Sensitive Detection of PLRV in Potato Crop of Pakistan
Edible potato (Solanum tuberosum L.) is the world’s most widely grown tuber crop ranking fourth in production in the world after rice, wheat and maize and fifth in acreage among the staple food crops grown for human consumption. The main advantage of potato crop is that it has two compensations over the other crops i.e. its total production and calories per unit area are higher than wheat and rice. Potato also provides protein, carbohydrates and vitamins. Three consecutive potato crops (autumn, spring and summer) are grown in eight agro-ecological zone of Pakistan due to its favorable conditions.
Potato crop was grown on 127.7 thousand hectares and it produced 3726.5 thousand tons yield which is too much low as compare to other potato growing developing countries of the world. Fungus, bacteria, virus, nematode, different pests abiotic factors are much responsible in yield reduction. A large number of pest and pathogen and can be easily transferred to next generation through vegetative material. Introduction of new foreign and high yielding varieties without any check and balance and agronomic practices have certainly enhanced potato yield in Pakistan, but at the same time many new diseases were also emerged.
In Pakistan, reported Potato virus A (PVA), Potato virus S (PVS), Potato virus M PVM), Potato virus X (PVX), Potato virus Y (PVY), Potato leaf roll virus (PLRV) and Potato mop top virus (PMTV) are reported in autumn, spring and summer potato crop. Among the viral diseases, PLRV has caused significant yield losses in potato crop of Pakistan and produced rolling in the leaf of potato plants. A large number of potato samples were certified in plant diagnostic labs through Enzyme linked Immunosorbant Assay (ELISA) because these techniques are less expensive and more samples can be certified with in short period of time but ELISA is unable to detect low titer of virus at early stage of infection. The viron of PLRV (theoretically one) presented in ELISA negative samples will multiply into several billions copies within few days and dispersed to the healthy plant by mean of inset vector in non-persistent manner. It is one of the reasons that ELISA negative plants sometime show rolling of leaves at later stages of their growth.
The Polymerase Chain Reaction (PCR) assay is fast, reliable, cost effective and specific to detect the PLRV and these techniques are using only scientific laborites of the county. New applications of PCR are being published at an increasing rate and it is evident that it will be used in may field of basic and applied research. For RNA viruses, reverse transcriptase (RT) PCR techniques were adopted and these techniques unable the researcher to detect PLRV using sap from dormant potato tubers.
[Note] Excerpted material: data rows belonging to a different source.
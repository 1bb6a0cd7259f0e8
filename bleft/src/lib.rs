// (c) 2026 Ross Younger

#![allow(clippy::doc_markdown)]
//! `bleft` is a protocol engine for paced file transfer over narrow packet links,
//! such as a pair of Bluetooth Low Energy characteristics.
//!
//! ## Overview
//!
//! One side (the _requester_) reads, writes, lists, creates, deletes and moves files
//! held by the other side (the _responder_). Both sides speak a compact binary protocol of
//! fixed-layout headers, each optionally followed by a path or a chunk of file data.
//! Messages are split across as many packets as the link needs, and reassembled on receipt.
//!
//! Transfers are paced by the receiver of the data. A reader tells the sender how much it
//! wants next; a writer sends no more than the responder has just granted. Neither side
//! ever has to buffer more than it asked for.
//!
//! ## 🧰 Getting Started
//!
//! * Implement [`PacketTransport`] for your link. [`LoopbackTransport`] is an in-memory one,
//!   useful for testing.
//! * On the requester, [`FileTransferClient::connect`] over the transport and call its methods.
//! * On the responder, construct a [`Responder`] over a [`Store`] and call
//!   [`serve`](Responder::serve). [`MemoryStore`] and [`DirectoryStore`] are provided.
//!
//! ```
//! use bleft::{Configuration, FileTransferClient, LoopbackTransport, MemoryStore, Responder};
//! # tokio::runtime::Runtime::new().unwrap().block_on(async {
//! let (near, mut far) = LoopbackTransport::pair(bleft::protocol::OUR_COMPATIBILITY_LEVEL);
//! let mut responder = Responder::new(MemoryStore::new(), Configuration::default());
//! let requester = async move {
//!     let mut client = FileTransferClient::connect(near, Configuration::default()).await?;
//!     let _ = client.write("/hello.txt", b"hello", 0, None).await?;
//!     client.read("/hello.txt", 0).await
//! };
//! let (contents, served) = tokio::join!(requester, responder.serve(&mut far));
//! assert_eq!(contents.unwrap(), b"hello");
//! served.unwrap();
//! # });
//! ```
//!
//! ## 📖 Documentation
//!
//! * [About the protocol](protocol)
//! * [Configuration](config)

#![cfg_attr(coverage_nightly, feature(coverage_attribute))]

pub mod client;
pub use client::FileTransferClient;

pub mod config;
pub use config::Configuration;

pub mod error;
pub use error::{Error, ErrorKind, Result};

pub mod protocol;

mod server;
pub use server::Responder;

pub(crate) mod session;

pub mod store;
pub use store::{DirectoryEntry, DirectoryStore, MemoryStore, Store};

pub mod transport;
pub use transport::{LoopbackTransport, PacketTransport, TransportError};

pub mod util;
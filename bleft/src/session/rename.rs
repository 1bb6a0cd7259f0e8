//! Move command
// (c) 2026 Ross Younger

use async_trait::async_trait;
use tracing::debug;

use super::handler::{CommandHandler, HandlerContext, RequestContext};
use crate::error::{Error, ErrorKind, Result};
use crate::protocol::header::{MoveRequest, MoveStatus};
use crate::protocol::path::{encode_move_payload, path_length, split_move_payload};
use crate::protocol::{Feature, Status};
use crate::store::Store;
use crate::transport::PacketTransport;

#[derive(Debug)]
pub(crate) struct MoveArgs {
    pub(crate) from: String,
    pub(crate) to: String,
}

pub(crate) struct MoveHandler;

#[async_trait]
impl CommandHandler for MoveHandler {
    type Args = MoveArgs;
    type Output = ();
    type Request = MoveRequest;
    type Response = MoveStatus;

    fn failure(status: Status) -> MoveStatus {
        MoveStatus { status }
    }

    async fn send_impl<'a, T: PacketTransport>(
        &self,
        inner: &mut RequestContext<'a, T>,
        args: MoveArgs,
    ) -> Result<()> {
        if !inner.compat.supports(Feature::Move) {
            return Err(Error::new(
                ErrorKind::UnsupportedByPeer,
                format!(
                    "move needs protocol {}, peer has {}",
                    Feature::Move.level(),
                    inner.compat
                ),
            ));
        }
        let request = MoveRequest {
            old_path_length: path_length(&args.from)?,
            new_path_length: path_length(&args.to)?,
        };
        let ex = &mut inner.exchange;
        ex.send_with_payload(&request, &encode_move_payload(&args.from, &args.to))
            .await?;
        let reply: MoveStatus = ex.receive_header().await?;
        if reply.status != Status::Ok {
            return Err(Error::new(
                ErrorKind::MissingFile,
                format!("move {} to {}: {}", args.from, args.to, reply.status),
            ));
        }
        Ok(())
    }

    async fn handle_impl<'a, T: PacketTransport, S: Store>(
        &self,
        inner: &mut HandlerContext<'a, T, S>,
        request: MoveRequest,
    ) -> Result<()> {
        let old_length = usize::from(request.old_path_length);
        let new_length = usize::from(request.new_path_length);
        let payload = inner.exchange.take(old_length + 1 + new_length).await?;
        let (from, to) = match split_move_payload(&payload, old_length, new_length) {
            Ok(paths) => paths,
            Err(e) => {
                inner.refuse::<Self>(Status::ErrorProtocol).await?;
                return Err(e);
            }
        };
        let status = match inner.store.rename(&from, &to).await {
            Ok(()) => Status::Ok,
            Err(e) => {
                debug!("move {from} to {to}: {e}");
                Status::from(&e)
            }
        };
        inner.exchange.send_header(&MoveStatus { status }).await
    }
}
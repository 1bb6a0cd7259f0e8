//! General utility code that didn't fit anywhere else
// (c) 2026 Ross Younger

pub(crate) mod time;

mod tracing;
pub use tracing::{
    ConsoleTraceType, TimeFormat, is_initialized as tracing_is_initialised, setup as setup_tracing,
};
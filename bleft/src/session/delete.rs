//! Delete command
// (c) 2026 Ross Younger

use async_trait::async_trait;
use tracing::debug;

use super::handler::{CommandHandler, HandlerContext, RequestContext};
use crate::error::{Error, ErrorKind, Result};
use crate::protocol::header::{DeleteRequest, DeleteStatus};
use crate::protocol::{Status, path::path_length};
use crate::store::Store;
use crate::transport::PacketTransport;

pub(crate) struct DeleteHandler;

#[async_trait]
impl CommandHandler for DeleteHandler {
    /// The path to delete
    type Args = String;
    type Output = ();
    type Request = DeleteRequest;
    type Response = DeleteStatus;

    fn failure(status: Status) -> DeleteStatus {
        DeleteStatus { status }
    }

    async fn send_impl<'a, T: PacketTransport>(
        &self,
        inner: &mut RequestContext<'a, T>,
        path: String,
    ) -> Result<()> {
        let request = DeleteRequest {
            path_length: path_length(&path)?,
        };
        let ex = &mut inner.exchange;
        ex.send_with_payload(&request, path.as_bytes()).await?;
        let reply: DeleteStatus = ex.receive_header().await?;
        if reply.status != Status::Ok {
            return Err(Error::new(
                ErrorKind::MissingFile,
                format!("delete {path}: {}", reply.status),
            ));
        }
        Ok(())
    }

    async fn handle_impl<'a, T: PacketTransport, S: Store>(
        &self,
        inner: &mut HandlerContext<'a, T, S>,
        request: DeleteRequest,
    ) -> Result<()> {
        let path = inner.read_path::<Self>(request.path_length).await?;
        let status = match inner.store.delete(&path).await {
            Ok(()) => Status::Ok,
            Err(e) => {
                debug!("delete {path}: {e}");
                Status::from(&e)
            }
        };
        inner.exchange.send_header(&DeleteStatus { status }).await
    }
}

#[cfg(test)]
#[cfg_attr(coverage_nightly, coverage(off))]
mod test {
    use super::DeleteHandler;
    use crate::config::Configuration;
    use crate::error::ErrorKind;
    use crate::protocol::header::{DeleteRequest, MkdirStatus};
    use crate::protocol::{Status, WireHeader as _};
    use crate::session::test::{new_test_plumbing, requester, run};
    use crate::store::{MemoryStore, Store as _};
    use crate::transport::Exchange;
    use pretty_assertions::assert_eq;
    use rstest::rstest;

    async fn populated() -> MemoryStore {
        let mut store = MemoryStore::new();
        let _ = store.write_file("/f", b"x".to_vec(), 0).await.unwrap();
        let _ = store.create_directory("/empty", 0).await.unwrap();
        let _ = store.create_directory("/full", 0).await.unwrap();
        let _ = store.write_file("/full/g", b"y".to_vec(), 0).await.unwrap();
        store
    }

    #[rstest]
    #[case("/f")]
    #[case("/empty")]
    #[case("/full/g")]
    #[tokio::test]
    async fn deletable(#[case] path: &str) {
        let mut store = populated().await;
        let config = Configuration::default();
        let (r1, r2) = run(&DeleteHandler, path.into(), &mut store, &config).await;
        r2.unwrap();
        r1.unwrap();
        assert!(!store.exists(path));
    }

    #[rstest]
    #[case("/full")]
    #[case("/missing")]
    #[case("/")]
    #[case("relative")]
    #[tokio::test]
    async fn not_deletable(#[case] path: &str) {
        let mut store = populated().await;
        let config = Configuration::default();
        let (r1, r2) = run(&DeleteHandler, path.into(), &mut store, &config).await;
        r2.unwrap();
        assert_eq!(r1.unwrap_err().kind(), Some(ErrorKind::MissingFile));
        assert!(store.exists("/full/g"));
    }

    #[tokio::test]
    async fn reply_for_another_command() {
        let (a, mut b) = new_test_plumbing();
        let config = Configuration::default();
        let script = async move {
            let mut ex = Exchange::new(&mut b);
            let request: DeleteRequest = ex.receive_header().await.unwrap();
            let _ = ex.read_path(request.path_length.into()).await.unwrap();
            // a well-formed success, but for the wrong command
            let reply = MkdirStatus {
                status: Status::Ok,
                modification_time: 0,
            };
            ex.send(&reply.encode()).await.unwrap();
        };
        let (r1, ()) = tokio::join!(requester(&DeleteHandler, "/f".into(), a, &config), script);
        assert_eq!(r1.unwrap_err().kind(), Some(ErrorKind::Protocol));
    }
}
RT-PCR is also capable to confirm PLRV at initial stage of infection where ELISA is unable to detect the virus due to low titer. The nucleotide evidence of coat protein gene of PLRV from Pakistani isolate has reported in the data bank of National Center for Biotechnological Information (NCBI) from a Pakistani isolates and complete genome sequence is necessary for further studies. The application of sensitive techniques (PCR) for the detection of PLRV in plant diagnostic laborites of Pakistan will play a pivotal role to detect the virus in dormant potato and it will reduce the dispersal of PLRV as an initial source of infection. The high yield of potato crop will increase grower’s income and Gross Domestic Product (GDP) of the country.